Stored data:
........
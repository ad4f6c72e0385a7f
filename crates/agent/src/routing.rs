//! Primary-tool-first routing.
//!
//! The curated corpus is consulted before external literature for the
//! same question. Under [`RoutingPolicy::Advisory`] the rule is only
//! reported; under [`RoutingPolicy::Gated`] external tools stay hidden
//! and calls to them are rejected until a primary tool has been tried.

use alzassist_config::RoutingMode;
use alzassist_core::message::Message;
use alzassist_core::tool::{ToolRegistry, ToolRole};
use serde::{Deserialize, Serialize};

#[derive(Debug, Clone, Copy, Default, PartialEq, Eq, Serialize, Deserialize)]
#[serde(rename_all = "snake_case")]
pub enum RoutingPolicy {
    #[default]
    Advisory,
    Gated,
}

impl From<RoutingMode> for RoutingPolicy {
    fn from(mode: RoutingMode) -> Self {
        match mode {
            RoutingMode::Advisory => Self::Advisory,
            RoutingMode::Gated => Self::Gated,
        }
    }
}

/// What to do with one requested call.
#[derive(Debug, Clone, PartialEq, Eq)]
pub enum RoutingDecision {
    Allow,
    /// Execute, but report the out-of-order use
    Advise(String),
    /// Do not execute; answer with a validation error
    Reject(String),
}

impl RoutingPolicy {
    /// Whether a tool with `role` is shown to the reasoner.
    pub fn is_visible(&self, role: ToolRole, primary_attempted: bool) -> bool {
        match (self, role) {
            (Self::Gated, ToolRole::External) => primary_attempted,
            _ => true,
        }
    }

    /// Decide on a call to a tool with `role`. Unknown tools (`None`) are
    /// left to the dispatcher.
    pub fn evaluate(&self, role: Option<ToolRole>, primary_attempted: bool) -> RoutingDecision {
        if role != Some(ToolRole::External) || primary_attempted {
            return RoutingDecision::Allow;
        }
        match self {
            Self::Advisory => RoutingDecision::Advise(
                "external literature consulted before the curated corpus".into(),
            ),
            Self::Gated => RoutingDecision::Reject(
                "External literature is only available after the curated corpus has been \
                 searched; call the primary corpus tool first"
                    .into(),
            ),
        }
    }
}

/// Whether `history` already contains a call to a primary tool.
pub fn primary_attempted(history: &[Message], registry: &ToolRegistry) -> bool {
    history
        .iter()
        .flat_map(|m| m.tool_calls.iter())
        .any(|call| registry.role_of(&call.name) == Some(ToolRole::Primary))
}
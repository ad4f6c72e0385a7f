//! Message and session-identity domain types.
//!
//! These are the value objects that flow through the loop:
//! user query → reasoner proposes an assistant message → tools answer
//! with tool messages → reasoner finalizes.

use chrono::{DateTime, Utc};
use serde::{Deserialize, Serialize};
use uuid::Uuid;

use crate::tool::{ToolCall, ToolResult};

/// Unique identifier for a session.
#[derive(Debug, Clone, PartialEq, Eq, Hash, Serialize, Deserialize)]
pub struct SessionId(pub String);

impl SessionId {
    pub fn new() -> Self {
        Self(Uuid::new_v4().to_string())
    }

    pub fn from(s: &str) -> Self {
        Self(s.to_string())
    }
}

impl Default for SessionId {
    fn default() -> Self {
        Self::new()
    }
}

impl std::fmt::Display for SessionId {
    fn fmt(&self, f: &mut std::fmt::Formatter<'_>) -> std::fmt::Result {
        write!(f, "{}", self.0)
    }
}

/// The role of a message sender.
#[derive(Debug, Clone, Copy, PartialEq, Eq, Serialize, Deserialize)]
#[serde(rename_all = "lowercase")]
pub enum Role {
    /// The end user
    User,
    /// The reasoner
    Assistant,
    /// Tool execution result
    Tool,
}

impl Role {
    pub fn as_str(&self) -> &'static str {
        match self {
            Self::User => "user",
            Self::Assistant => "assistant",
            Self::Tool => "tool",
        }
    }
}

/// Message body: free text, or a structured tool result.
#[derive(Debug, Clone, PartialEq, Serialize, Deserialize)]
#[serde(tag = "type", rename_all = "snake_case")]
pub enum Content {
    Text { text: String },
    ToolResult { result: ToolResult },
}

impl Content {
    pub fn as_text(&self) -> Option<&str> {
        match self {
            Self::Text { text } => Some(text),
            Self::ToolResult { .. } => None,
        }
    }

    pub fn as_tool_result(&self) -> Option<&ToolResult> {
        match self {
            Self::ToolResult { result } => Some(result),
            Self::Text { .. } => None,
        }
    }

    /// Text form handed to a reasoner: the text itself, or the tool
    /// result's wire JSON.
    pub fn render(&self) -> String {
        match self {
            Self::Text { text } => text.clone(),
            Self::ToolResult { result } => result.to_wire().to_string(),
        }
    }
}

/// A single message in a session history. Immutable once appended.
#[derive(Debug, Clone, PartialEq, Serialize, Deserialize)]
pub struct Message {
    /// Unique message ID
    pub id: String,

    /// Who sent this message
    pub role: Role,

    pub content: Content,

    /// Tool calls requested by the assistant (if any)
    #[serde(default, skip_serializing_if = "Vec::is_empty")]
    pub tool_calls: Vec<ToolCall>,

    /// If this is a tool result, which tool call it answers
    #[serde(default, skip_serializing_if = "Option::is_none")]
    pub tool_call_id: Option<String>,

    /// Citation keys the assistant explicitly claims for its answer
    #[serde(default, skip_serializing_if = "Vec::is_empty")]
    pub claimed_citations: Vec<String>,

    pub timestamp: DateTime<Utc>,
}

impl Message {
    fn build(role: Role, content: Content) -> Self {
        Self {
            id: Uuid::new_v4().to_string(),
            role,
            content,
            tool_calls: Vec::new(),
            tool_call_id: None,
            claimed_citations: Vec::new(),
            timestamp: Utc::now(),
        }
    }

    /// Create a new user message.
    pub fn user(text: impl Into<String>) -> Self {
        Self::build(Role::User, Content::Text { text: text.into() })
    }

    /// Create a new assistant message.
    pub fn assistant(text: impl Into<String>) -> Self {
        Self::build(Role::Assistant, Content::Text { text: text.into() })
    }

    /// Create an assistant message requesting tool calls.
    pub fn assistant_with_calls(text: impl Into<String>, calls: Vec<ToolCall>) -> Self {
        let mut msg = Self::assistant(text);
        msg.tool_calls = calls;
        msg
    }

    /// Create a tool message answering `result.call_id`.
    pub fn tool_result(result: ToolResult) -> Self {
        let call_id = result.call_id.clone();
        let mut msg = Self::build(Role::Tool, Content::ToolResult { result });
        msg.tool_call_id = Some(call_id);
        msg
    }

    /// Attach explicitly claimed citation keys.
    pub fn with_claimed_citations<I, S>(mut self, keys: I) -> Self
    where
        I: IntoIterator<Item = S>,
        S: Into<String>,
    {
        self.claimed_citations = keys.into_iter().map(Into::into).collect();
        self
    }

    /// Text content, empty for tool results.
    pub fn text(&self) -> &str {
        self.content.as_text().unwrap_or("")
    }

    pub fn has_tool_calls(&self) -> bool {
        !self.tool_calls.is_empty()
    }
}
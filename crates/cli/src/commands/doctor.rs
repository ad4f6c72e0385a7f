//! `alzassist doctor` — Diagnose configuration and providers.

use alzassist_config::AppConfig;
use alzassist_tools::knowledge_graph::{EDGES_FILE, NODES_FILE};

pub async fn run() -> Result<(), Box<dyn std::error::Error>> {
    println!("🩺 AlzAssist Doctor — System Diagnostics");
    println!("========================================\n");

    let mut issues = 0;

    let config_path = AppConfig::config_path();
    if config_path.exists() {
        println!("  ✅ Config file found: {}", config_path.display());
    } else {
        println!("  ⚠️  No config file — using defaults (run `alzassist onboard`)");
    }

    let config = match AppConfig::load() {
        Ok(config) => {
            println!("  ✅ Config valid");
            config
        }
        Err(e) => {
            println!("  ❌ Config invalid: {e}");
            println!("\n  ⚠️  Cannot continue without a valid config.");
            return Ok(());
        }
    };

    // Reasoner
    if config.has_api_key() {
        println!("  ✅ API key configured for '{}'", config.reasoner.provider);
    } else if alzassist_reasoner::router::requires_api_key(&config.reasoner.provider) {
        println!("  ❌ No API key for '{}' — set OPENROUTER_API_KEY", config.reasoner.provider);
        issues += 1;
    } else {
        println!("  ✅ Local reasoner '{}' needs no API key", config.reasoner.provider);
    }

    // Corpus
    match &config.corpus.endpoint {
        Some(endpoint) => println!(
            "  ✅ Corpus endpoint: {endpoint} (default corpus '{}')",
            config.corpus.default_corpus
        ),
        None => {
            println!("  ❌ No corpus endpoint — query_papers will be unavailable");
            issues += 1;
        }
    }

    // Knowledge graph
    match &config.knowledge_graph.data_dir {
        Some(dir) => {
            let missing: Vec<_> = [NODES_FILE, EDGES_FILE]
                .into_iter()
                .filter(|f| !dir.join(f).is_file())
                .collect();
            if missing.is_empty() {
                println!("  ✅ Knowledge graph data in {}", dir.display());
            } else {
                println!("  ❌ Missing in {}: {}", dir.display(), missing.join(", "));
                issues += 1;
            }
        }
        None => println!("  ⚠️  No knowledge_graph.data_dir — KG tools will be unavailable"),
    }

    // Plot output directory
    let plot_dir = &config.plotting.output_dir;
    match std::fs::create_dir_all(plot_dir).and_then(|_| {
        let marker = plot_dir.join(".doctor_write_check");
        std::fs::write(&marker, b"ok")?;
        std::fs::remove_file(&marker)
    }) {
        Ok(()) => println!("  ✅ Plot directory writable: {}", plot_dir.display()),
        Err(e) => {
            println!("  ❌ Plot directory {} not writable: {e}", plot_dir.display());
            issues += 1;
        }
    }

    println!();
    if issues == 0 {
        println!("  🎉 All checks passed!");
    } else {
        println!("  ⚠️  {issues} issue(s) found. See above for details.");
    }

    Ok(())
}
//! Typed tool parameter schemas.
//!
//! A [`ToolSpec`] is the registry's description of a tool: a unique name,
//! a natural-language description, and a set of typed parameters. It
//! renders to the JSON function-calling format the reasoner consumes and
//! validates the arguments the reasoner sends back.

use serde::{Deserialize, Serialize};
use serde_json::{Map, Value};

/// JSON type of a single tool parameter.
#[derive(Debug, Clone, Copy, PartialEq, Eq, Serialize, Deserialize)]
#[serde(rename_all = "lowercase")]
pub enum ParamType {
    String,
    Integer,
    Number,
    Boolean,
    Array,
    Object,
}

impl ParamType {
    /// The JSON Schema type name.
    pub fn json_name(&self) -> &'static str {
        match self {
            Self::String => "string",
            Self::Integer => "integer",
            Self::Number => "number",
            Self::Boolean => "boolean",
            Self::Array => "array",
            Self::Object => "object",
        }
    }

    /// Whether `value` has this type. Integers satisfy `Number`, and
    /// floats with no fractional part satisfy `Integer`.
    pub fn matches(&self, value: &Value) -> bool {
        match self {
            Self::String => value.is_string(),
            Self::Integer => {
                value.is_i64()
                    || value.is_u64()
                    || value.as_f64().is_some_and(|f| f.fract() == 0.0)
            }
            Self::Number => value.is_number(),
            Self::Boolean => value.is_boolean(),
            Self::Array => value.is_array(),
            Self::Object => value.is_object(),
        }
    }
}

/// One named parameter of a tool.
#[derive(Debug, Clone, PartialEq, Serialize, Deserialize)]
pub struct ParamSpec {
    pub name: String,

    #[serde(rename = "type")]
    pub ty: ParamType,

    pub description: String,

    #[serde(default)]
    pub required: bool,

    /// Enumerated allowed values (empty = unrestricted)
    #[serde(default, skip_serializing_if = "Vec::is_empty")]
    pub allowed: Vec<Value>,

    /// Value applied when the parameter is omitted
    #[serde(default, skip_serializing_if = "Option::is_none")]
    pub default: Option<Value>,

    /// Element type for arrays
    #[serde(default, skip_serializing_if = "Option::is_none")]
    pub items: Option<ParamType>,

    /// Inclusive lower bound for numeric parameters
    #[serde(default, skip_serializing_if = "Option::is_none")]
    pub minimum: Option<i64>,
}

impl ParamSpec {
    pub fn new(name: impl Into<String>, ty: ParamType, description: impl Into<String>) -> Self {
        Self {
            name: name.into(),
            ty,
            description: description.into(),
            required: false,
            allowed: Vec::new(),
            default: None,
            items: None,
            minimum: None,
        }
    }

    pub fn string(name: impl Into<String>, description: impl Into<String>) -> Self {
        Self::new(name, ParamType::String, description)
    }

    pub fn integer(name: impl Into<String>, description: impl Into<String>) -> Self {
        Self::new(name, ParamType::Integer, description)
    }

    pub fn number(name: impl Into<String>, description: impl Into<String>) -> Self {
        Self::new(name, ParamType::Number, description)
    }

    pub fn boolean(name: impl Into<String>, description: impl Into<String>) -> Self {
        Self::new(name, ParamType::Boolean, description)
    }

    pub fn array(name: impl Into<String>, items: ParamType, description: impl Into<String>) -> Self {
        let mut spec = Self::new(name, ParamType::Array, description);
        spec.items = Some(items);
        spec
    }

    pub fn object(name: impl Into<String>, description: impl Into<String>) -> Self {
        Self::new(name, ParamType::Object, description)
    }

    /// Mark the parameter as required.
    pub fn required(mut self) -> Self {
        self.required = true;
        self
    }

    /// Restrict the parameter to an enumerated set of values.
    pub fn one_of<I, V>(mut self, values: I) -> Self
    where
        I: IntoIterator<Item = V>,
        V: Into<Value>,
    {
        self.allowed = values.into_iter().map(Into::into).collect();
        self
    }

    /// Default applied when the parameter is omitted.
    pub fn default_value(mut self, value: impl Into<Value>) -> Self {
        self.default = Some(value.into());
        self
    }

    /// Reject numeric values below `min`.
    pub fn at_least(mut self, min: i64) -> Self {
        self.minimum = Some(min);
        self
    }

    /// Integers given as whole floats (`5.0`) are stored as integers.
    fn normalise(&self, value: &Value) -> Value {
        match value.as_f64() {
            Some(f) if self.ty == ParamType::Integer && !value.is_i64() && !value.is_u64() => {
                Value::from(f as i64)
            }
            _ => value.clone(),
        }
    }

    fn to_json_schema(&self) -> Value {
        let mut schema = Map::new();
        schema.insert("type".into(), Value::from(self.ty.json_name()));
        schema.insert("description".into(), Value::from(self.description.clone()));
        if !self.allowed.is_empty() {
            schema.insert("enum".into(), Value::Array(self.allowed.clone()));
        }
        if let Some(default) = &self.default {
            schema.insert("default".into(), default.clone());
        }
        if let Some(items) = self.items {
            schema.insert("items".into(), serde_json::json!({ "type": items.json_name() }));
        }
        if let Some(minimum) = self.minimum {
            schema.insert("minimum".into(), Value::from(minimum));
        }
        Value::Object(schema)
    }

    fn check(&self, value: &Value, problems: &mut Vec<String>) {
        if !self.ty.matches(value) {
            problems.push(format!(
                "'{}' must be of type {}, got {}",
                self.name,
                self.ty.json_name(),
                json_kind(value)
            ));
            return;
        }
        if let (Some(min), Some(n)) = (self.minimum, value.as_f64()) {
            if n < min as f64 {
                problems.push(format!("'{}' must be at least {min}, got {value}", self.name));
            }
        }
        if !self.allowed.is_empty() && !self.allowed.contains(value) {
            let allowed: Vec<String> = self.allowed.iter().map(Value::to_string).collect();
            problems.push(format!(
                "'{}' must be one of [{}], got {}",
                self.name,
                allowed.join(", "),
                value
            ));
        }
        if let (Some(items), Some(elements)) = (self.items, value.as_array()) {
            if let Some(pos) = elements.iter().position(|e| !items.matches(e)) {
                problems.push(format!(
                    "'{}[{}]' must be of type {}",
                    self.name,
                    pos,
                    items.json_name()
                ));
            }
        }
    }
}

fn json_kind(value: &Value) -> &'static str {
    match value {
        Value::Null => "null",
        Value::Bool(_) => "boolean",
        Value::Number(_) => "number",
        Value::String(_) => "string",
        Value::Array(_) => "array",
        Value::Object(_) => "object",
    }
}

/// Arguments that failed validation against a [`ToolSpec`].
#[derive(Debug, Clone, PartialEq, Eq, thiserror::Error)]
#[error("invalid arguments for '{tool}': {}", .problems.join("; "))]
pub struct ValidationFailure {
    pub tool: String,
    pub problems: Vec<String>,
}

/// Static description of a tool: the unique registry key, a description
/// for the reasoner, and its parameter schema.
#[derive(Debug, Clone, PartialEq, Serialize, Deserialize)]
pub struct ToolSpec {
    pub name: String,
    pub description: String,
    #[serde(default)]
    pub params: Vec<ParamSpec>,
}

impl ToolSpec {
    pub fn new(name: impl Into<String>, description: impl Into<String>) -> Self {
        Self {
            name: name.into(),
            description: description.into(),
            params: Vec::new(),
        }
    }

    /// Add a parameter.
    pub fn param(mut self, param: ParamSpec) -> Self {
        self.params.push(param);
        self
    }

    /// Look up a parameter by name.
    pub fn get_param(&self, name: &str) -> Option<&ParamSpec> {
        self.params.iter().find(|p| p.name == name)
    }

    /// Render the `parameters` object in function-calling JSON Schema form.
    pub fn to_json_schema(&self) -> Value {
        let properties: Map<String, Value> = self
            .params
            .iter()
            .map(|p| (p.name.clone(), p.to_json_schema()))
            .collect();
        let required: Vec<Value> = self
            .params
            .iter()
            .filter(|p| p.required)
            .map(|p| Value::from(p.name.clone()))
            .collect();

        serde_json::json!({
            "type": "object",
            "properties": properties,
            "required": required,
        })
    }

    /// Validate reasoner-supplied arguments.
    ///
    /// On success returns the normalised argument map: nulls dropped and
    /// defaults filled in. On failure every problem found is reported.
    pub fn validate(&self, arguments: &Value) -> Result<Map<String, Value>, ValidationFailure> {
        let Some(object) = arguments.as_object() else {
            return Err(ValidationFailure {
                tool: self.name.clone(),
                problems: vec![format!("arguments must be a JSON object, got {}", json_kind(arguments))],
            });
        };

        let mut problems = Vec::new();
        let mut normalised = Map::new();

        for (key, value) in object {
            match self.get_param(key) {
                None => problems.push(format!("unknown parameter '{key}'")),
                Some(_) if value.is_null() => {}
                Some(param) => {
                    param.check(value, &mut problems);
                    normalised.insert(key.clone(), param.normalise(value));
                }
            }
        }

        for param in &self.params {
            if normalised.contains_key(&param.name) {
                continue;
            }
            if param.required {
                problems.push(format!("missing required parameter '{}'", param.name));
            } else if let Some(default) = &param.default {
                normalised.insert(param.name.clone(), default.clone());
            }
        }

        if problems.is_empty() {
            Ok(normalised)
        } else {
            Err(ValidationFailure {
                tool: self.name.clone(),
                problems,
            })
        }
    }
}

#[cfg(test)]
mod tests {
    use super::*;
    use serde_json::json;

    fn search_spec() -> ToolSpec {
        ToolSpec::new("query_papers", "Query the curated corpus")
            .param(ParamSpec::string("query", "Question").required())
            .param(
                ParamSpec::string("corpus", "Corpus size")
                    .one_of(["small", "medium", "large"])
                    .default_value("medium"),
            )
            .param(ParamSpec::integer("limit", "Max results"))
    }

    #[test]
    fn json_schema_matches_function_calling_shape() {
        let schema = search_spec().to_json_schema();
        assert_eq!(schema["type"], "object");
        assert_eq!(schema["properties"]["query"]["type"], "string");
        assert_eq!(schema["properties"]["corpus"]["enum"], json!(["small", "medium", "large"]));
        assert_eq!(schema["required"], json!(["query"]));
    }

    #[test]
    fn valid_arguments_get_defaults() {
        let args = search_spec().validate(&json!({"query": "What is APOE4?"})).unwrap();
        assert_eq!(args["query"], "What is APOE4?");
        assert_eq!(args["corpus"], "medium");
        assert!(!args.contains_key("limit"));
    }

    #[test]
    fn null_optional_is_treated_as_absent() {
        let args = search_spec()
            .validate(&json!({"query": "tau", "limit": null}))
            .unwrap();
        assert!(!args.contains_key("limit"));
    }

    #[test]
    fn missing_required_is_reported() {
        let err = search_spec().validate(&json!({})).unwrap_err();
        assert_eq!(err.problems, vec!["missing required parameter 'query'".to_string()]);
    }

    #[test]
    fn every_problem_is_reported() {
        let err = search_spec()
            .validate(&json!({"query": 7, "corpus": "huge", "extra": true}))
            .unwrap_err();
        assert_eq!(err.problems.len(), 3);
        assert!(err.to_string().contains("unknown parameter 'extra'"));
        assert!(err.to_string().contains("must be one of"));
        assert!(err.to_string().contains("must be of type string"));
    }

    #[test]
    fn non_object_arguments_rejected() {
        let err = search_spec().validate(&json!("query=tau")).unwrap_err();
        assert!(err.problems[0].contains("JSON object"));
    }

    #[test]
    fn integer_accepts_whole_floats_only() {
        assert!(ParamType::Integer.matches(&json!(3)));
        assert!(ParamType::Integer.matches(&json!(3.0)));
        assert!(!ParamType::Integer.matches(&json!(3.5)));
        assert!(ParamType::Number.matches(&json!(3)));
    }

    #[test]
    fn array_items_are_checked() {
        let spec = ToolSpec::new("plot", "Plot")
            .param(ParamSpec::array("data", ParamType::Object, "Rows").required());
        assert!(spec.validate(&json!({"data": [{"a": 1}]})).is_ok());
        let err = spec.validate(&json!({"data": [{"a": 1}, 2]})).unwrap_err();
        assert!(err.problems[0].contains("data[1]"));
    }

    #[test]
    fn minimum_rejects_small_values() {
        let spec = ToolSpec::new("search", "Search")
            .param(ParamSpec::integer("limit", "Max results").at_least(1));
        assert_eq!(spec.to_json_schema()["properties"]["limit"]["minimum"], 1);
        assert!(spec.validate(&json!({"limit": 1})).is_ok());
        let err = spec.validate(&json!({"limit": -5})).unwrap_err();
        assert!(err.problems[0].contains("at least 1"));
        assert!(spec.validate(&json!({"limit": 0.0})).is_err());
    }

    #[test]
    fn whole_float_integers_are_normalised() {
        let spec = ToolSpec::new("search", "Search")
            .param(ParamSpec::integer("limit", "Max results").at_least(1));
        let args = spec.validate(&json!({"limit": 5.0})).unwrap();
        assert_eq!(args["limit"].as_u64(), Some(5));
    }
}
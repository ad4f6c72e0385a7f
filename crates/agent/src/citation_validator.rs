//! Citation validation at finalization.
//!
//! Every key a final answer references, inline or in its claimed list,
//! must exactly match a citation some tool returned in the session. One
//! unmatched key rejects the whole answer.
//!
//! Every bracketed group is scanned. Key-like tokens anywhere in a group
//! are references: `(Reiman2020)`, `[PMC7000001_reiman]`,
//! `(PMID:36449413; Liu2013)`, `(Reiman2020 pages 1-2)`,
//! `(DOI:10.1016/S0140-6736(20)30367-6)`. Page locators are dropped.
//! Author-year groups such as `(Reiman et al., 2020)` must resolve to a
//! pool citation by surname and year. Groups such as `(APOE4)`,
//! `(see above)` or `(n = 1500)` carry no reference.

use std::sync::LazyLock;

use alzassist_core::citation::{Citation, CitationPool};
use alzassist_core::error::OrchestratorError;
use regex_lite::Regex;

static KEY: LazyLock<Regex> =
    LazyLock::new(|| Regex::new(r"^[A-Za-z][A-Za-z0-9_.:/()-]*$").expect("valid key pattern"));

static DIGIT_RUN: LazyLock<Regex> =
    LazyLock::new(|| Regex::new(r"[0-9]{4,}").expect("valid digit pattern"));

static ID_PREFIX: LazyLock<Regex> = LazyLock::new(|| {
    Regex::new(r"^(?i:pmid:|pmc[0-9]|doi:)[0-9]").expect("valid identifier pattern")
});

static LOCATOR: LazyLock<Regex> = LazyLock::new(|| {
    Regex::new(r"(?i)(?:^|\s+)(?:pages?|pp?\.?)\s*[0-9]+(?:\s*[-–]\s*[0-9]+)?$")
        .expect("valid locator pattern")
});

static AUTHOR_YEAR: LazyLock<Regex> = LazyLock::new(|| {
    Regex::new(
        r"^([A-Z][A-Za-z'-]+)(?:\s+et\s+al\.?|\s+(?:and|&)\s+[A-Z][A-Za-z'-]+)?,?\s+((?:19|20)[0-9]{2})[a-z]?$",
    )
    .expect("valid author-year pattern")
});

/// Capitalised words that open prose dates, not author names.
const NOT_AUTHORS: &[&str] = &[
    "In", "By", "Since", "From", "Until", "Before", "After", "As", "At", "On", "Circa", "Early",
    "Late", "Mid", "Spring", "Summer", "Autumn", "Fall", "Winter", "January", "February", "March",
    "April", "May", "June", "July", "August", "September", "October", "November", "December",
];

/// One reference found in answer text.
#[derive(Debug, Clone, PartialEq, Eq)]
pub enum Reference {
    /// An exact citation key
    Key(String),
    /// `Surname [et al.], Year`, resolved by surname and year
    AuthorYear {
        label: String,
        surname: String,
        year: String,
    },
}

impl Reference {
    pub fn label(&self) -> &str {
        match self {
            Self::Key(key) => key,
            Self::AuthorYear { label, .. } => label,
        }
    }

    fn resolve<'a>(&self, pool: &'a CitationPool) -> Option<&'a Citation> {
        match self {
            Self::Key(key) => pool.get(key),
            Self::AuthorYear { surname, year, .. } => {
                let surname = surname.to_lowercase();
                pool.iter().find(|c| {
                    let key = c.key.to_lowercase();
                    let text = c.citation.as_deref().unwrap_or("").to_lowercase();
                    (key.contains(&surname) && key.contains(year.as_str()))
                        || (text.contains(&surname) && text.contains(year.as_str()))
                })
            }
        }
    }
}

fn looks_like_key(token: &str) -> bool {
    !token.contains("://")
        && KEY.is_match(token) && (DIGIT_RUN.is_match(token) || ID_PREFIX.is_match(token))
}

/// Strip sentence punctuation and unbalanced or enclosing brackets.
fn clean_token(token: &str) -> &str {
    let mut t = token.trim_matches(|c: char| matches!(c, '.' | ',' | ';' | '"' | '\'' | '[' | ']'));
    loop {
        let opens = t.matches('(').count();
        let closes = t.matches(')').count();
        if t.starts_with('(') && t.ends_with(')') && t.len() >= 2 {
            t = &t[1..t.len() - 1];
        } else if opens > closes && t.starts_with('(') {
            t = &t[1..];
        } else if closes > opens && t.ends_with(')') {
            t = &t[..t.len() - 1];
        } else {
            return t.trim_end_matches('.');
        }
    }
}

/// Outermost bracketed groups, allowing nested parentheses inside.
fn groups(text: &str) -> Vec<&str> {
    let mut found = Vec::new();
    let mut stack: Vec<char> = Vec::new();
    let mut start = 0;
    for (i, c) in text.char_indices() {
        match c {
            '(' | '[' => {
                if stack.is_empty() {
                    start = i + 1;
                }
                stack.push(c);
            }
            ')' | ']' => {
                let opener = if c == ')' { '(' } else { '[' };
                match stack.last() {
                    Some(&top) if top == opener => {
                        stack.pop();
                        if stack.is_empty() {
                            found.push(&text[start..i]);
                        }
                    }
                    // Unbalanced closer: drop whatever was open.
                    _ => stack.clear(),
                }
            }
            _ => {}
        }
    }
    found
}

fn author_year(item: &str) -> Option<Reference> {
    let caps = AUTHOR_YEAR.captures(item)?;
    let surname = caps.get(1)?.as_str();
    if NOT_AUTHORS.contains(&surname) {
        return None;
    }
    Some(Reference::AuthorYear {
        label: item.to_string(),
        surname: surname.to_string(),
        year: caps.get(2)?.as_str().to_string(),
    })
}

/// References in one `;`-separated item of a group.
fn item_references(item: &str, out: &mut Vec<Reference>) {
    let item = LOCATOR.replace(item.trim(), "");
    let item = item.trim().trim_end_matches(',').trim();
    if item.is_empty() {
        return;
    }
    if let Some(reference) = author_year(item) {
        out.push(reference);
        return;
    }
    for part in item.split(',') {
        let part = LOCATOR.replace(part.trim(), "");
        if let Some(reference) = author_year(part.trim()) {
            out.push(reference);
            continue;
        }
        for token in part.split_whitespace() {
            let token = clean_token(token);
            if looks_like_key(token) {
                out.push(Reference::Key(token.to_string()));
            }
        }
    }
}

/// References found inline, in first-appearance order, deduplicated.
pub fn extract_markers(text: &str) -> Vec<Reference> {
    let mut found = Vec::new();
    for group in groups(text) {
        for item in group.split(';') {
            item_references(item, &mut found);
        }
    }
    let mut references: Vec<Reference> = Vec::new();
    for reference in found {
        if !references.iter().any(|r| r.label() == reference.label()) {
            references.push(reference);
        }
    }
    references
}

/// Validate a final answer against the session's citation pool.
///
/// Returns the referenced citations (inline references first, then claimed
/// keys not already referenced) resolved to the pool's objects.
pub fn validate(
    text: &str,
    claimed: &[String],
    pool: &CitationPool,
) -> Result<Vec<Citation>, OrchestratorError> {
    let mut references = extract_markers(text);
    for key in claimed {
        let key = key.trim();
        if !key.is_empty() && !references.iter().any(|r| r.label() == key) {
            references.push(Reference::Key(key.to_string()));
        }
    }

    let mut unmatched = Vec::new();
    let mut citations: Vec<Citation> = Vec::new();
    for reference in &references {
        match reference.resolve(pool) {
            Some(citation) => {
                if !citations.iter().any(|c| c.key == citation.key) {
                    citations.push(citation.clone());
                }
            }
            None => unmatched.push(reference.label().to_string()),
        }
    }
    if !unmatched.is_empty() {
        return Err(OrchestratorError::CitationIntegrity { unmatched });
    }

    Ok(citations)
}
........
Exercise:
Which of the lines above carry the string "that"? Pick them out and copy them.

Response below:
//! These are the value objects that flow through the loop:
/// Arguments that failed validation against a [`ToolSpec`].
/// Capitalised words that open prose dates, not author names.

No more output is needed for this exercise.